This Week’s Insights: The rise of tribute band festivals… Spotify is monetizing its customers'”emotion” database… The streaming era is about to get more expensive… Do smartphones help you enjoy concerts more?… YouTube’s Ethics-free audience-driver.
- Fake Bands, Real Festivals: Many members of the most iconic bands are now dead or retired. Those who are still performing command ticket prices that are sky high. Tickets for the most popular festivals are impossible to come by. So now the rise of tribute bands that mimic their namesakes. Over the past five years, ticket sales for Glastonbudget, Tribfest and The Big Fake Festival have seen a healthy increase, according to The Entertainment Agents’ Association, and there are now more than 30 outdoor music festivals in the UK showcasing tribute acts, such as Coldplace, Antarctic Monkeys, Guns2Roses, Stereotonics. If fans can’t have the real thing, they’ll go for a reasonable facsimile.

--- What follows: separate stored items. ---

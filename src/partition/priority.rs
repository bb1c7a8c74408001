//! By-Priority Partitioning
//!
//! Channels are scored from the viewer's usage and category popularity,
//! then split into bands: a small high band that is always cached whole, a
//! medium band and a low band of larger fragments.
//!
//! # Score packing
//!
//! ```text
//! favorite × 10⁹ + recency(0..=999) × 10⁶ + min(views, 999) × 10³ + min(popularity, 999)
//! ```
//!
//! Each component is capped below the weight of the next, so comparison is
//! lexicographic.

use std::collections::{HashMap, HashSet};
use std::fmt;
use std::time::Duration;

use serde::{Deserialize, Serialize};

use super::{
    into_source_order, BandIndex, Fragments, PartitionLayout, SequencedChannel, StrategyKind,
    WindowRequest,
};
use crate::catalog::Channel;
use crate::error::Result;

const FAVORITE_WEIGHT: u64 = 1_000_000_000;
const RECENCY_WEIGHT: u64 = 1_000_000;
const VIEWS_WEIGHT: u64 = 1_000;
const COMPONENT_CAP: u64 = 999;

/// Window over which recency decays to zero
pub const RECENCY_WINDOW: Duration = Duration::from_secs(24 * 60 * 60);

/// Popularity for categories missing from the table
pub const DEFAULT_POPULARITY: u32 = 30;

/// Priority band
#[derive(Debug, Clone, Copy, PartialEq, Eq, Hash, Serialize, Deserialize)]
#[serde(rename_all = "snake_case")]
pub enum Band {
    High,
    Medium,
    Low,
}

impl Band {
    pub const ALL: [Band; 3] = [Band::High, Band::Medium, Band::Low];

    pub fn as_str(&self) -> &'static str {
        match self {
            Band::High => "high",
            Band::Medium => "medium",
            Band::Low => "low",
        }
    }
}

impl fmt::Display for Band {
    fn fmt(&self, f: &mut fmt::Formatter<'_>) -> fmt::Result {
        f.write_str(self.as_str())
    }
}

pub fn band_key(band: Band, n: usize) -> String {
    format!("{}_{n}", band.as_str())
}

/// What the viewer watched and pinned
#[derive(Debug, Clone, Default, PartialEq, Eq, Serialize, Deserialize)]
pub struct UsageProfile {
    /// Favorite channel ids
    #[serde(default)]
    pub favorites: HashSet<String>,
    /// View count per channel id
    #[serde(default)]
    pub views: HashMap<String, u32>,
    /// Last watch per channel id (epoch ms)
    #[serde(default)]
    pub last_watched: HashMap<String, u64>,
}

impl UsageProfile {
    pub fn is_empty(&self) -> bool {
        self.favorites.is_empty() && self.views.is_empty() && self.last_watched.is_empty()
    }

    pub fn add_favorite(&mut self, id: impl Into<String>) {
        self.favorites.insert(id.into());
    }

    /// Record one view of `id` at `at` (epoch ms)
    pub fn record_view(&mut self, id: &str, at: u64) {
        *self.views.entry(id.to_string()).or_default() += 1;
        self.last_watched.insert(id.to_string(), at);
    }

    /// 999 right after a watch, decaying linearly to 0 over 24h
    fn recency(&self, id: &str, now: u64) -> u64 {
        let Some(&watched) = self.last_watched.get(id) else {
            return 0;
        };
        let window = RECENCY_WINDOW.as_millis() as u64;
        let age = now.saturating_sub(watched);
        if age >= window {
            0
        } else {
            COMPONENT_CAP - age * COMPONENT_CAP / window
        }
    }
}

/// Category popularity table
#[derive(Debug, Clone, PartialEq, Eq)]
pub struct CategoryPopularity {
    table: HashMap<String, u32>,
    fallback: u32,
}

impl Default for CategoryPopularity {
    fn default() -> Self {
        let table = [
            ("sports", 100),
            ("news", 90),
            ("movies", 80),
            ("entertainment", 70),
            ("music", 60),
            ("kids", 50),
            ("documentary", 40),
            ("adult", 10),
        ]
        .into_iter()
        .map(|(k, v)| (k.to_string(), v))
        .collect();
        Self {
            table,
            fallback: DEFAULT_POPULARITY,
        }
    }
}

impl CategoryPopularity {
    /// Override or add a category
    pub fn set(&mut self, category: &str, score: u32) {
        self.table.insert(category.to_lowercase(), score);
    }

    /// Popularity of a category (case-insensitive)
    pub fn score(&self, category: &str) -> u32 {
        self.table
            .get(&category.to_lowercase())
            .copied()
            .unwrap_or(self.fallback)
    }
}

/// Packed priority score
pub fn priority_score(
    channel: &Channel,
    usage: &UsageProfile,
    popularity: &CategoryPopularity,
    now: u64,
) -> u64 {
    let favorite = u64::from(usage.favorites.contains(&channel.id));
    let recency = usage.recency(&channel.id, now);
    let views = usage
        .views
        .get(&channel.id)
        .map_or(0, |v| u64::from(*v).min(COMPONENT_CAP));
    let category = u64::from(popularity.score(channel.category())).min(COMPONENT_CAP);

    favorite * FAVORITE_WEIGHT + recency * RECENCY_WEIGHT + views * VIEWS_WEIGHT + category
}

/// Channels in descending score order; ties keep source order
pub fn rank(
    channels: &[Channel],
    usage: &UsageProfile,
    popularity: &CategoryPopularity,
    now: u64,
) -> Vec<SequencedChannel> {
    let mut scored: Vec<(u64, usize)> = channels
        .iter()
        .enumerate()
        .map(|(seq, c)| (priority_score(c, usage, popularity, now), seq))
        .collect();
    scored.sort_by(|a, b| b.0.cmp(&a.0));
    scored
        .into_iter()
        .map(|(_, seq)| SequencedChannel {
            seq,
            channel: channels[seq].clone(),
        })
        .collect()
}

pub(crate) async fn write(
    fragments: &Fragments<'_>,
    channels: &[Channel],
    usage: &UsageProfile,
    popularity: &CategoryPopularity,
) -> Result<PartitionLayout> {
    let config = fragments.config;
    let ranked = rank(channels, usage, popularity, fragments.manager.now_ms());

    let high_end = config.high_band_size.min(ranked.len());
    let medium_end = (high_end + config.medium_band_size).min(ranked.len());
    let bands = [
        (Band::High, &ranked[..high_end], config.high_band_size.max(1)),
        (Band::Medium, &ranked[high_end..medium_end], config.medium_fragment_size.max(1)),
        (Band::Low, &ranked[medium_end..], config.low_fragment_size.max(1)),
    ];

    let mut indices = Vec::with_capacity(bands.len());
    let mut pending = Vec::new();
    for (band, members, fragment_size) in bands {
        let mut written = 0;
        for (n, fragment) in members.chunks(fragment_size).enumerate() {
            pending.push((fragments.key(&band_key(band, n)), fragment));
            written += 1;
        }
        indices.push(BandIndex {
            band,
            count: members.len(),
            fragment_size,
            fragments: written,
        });
    }

    let items = fragments.encode(StrategyKind::Priority, pending)?;
    fragments.write_all(StrategyKind::Priority, items).await?;

    Ok(PartitionLayout::Priority {
        total_channels: channels.len(),
        bands: indices,
    })
}

async fn read_band_items(fragments: &Fragments<'_>, index: &BandIndex) -> Option<Vec<SequencedChannel>> {
    let keys: Vec<String> = (0..index.fragments)
        .map(|n| fragments.key(&band_key(index.band, n)))
        .collect();
    let parts: Vec<Vec<SequencedChannel>> = fragments.read_many(&keys).await?;
    Some(parts.into_iter().flatten().collect())
}

/// One band in priority order
pub(crate) async fn read_band(
    fragments: &Fragments<'_>,
    bands: &[BandIndex],
    band: Band,
) -> Option<Vec<Channel>> {
    let Some(index) = bands.iter().find(|b| b.band == band) else {
        return Some(Vec::new());
    };
    let items = read_band_items(fragments, index).await?;
    Some(items.into_iter().map(|s| s.channel).collect())
}

/// Whole catalog or one category, in source order
pub(crate) async fn read(
    fragments: &Fragments<'_>,
    bands: &[BandIndex],
    request: &WindowRequest,
) -> Option<Vec<Channel>> {
    let mut all = Vec::new();
    for index in bands {
        all.extend(read_band_items(fragments, index).await?);
    }
    let mut channels = into_source_order(all);
    if let Some(category) = &request.category {
        channels.retain(|c| c.category() == category);
    }
    Some(request.slice(channels))
}

// =============================================================================
// Tests
// =============================================================================

#[cfg(test)]
mod tests {
    use super::*;
    use crate::cache::{ContentType, ManagerConfig, ManualClock, TieredCacheManager};
    use crate::partition::PartitionConfig;
    use std::sync::Arc;

    const NOW: u64 = 1_700_000_000_000;

    #[test]
    fn test_favorite_outranks_any_view_count() {
        let popularity = CategoryPopularity::default();
        let fav = Channel::new("fav", "F", "u").with_group("Adult");
        let busy = Channel::new("busy", "B", "u").with_group("Sports");

        let mut usage = UsageProfile::default();
        usage.add_favorite("fav");
        usage.views.insert("busy".into(), 1_000_000);
        usage.last_watched.insert("busy".into(), NOW);

        assert!(
            priority_score(&fav, &usage, &popularity, NOW) > priority_score(&busy, &usage, &popularity, NOW)
        );
    }

    #[test]
    fn test_score_components() {
        let popularity = CategoryPopularity::default();
        let ch = Channel::new("a", "A", "u").with_group("news");
        let mut usage = UsageProfile::default();
        assert_eq!(priority_score(&ch, &usage, &popularity, NOW), 90);

        usage.record_view("a", NOW - RECENCY_WINDOW.as_millis() as u64 / 2);
        let score = priority_score(&ch, &usage, &popularity, NOW);
        assert_eq!(score % 1_000, 90);
        assert_eq!(score / VIEWS_WEIGHT % 1_000, 1);
        assert_eq!(score / RECENCY_WEIGHT, 500);

        let other = Channel::new("b", "B", "u").with_group("Cooking");
        assert_eq!(priority_score(&other, &usage, &popularity, NOW), u64::from(DEFAULT_POPULARITY));
    }

    #[test]
    fn test_rank_is_stable() {
        let channels: Vec<_> = (0..5)
            .map(|i| Channel::new(format!("{i}"), "x", "u").with_group("Music"))
            .collect();
        let mut usage = UsageProfile::default();
        usage.add_favorite("3");
        let ranked = rank(&channels, &usage, &CategoryPopularity::default(), NOW);
        let order: Vec<_> = ranked.iter().map(|s| s.seq).collect();
        assert_eq!(order, vec![3, 0, 1, 2, 4]);
    }

    #[tokio::test]
    async fn test_bands() {
        let manager = TieredCacheManager::in_memory(ManagerConfig::default(), Arc::new(ManualClock::new(NOW))).await;
        let config = PartitionConfig {
            batch_pause: Duration::ZERO,
            high_band_size: 10,
            medium_band_size: 40,
            medium_fragment_size: 10,
            low_fragment_size: 20,
            ..Default::default()
        };
        let fragments = Fragments {
            manager: &manager,
            config: &config,
            catalog_id: "p",
            content_type: ContentType::Channels,
        };
        let channels: Vec<_> = (0..95)
            .map(|i| {
                Channel::new(format!("{i}"), "x", "u").with_group(if i >= 90 { "Sports" } else { "Other" })
            })
            .collect();
        let mut usage = UsageProfile::default();
        usage.add_favorite("42");

        let layout = write(&fragments, &channels, &usage, &CategoryPopularity::default()).await.unwrap();
        let PartitionLayout::Priority { bands, .. } = layout else {
            panic!("unexpected layout");
        };
        let shape: Vec<_> = bands.iter().map(|b| (b.count, b.fragments)).collect();
        assert_eq!(shape, vec![(10, 1), (40, 4), (45, 3)]);

        let high = read_band(&fragments, &bands, Band::High).await.unwrap();
        let ids: Vec<_> = high.iter().map(|c| c.id.as_str()).collect();
        assert_eq!(ids[..6], ["42", "90", "91", "92", "93", "94"]);

        let whole = read(&fragments, &bands, &WindowRequest::all()).await.unwrap();
        assert!(whole.iter().enumerate().all(|(i, c)| c.id == i.to_string()));

        let sports = read(&fragments, &bands, &WindowRequest::category("Sports")).await.unwrap();
        assert_eq!(sports.len(), 5);
    }
}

- How Spotify Is Building A Giant Database Of Customers’ Emotional Profiles: “Spotify is currently running a campaign centered on moods [and its mood playlists] — the company’s Twitter tagline is currently ‘Music for every mood’ — complete with its own influencer campaign. But a more careful look into Spotify’s history shows that the decision to define audiences by their moods was part of a strategic push to grow Spotify’s advertising business in the years leading up to its IPO — and today, Spotify’s enormous access to mood-based data is a pillar of its value to brands and advertisers.”
- Streaming Liberated Us From Cable Bills. Well, That Didn’t Last: The proliferation of streaming services means that if you want access to popular programs, you’ll likely have to subscribe to multiple services. The siloed age of television has arrived, a time when people will be paying six or seven different monthly fees, if not more, to keep abreast of pop culture—and the cost will end up approximating the hefty cable bill that every cord cutter has sought to avoid.
- Smartphones: Yes Or No At Concerts? Smartphones are ubiquitous. They can add to a live experience. But “the research shows that when we decide to use our phones to check work email, to check up on the kids or any other activities that have nothing to do with the festival, our satisfaction with the experience goes down. When we do use our devices at festivals it doesn’t affect our satisfaction with the event if we are using our phones for festival-related activities like looking at the festival schedule, the venue map or even texting to meet up with friends who are joining us.
- YouTube Algorithms Are Doing What They’re Designed To Do: Sell Ads: As of August 2017, more than 70 percent of viewing time was being driven by automatic recommendations. And the content that gets promoted is even more aggressively selected for engagement gravity, meaning the sensational and divisive gets pushed to the top of the feed. And that means incendiary videos get higher recommendations and consequently more views. Remember this above all else: the audience as monetizable commodity.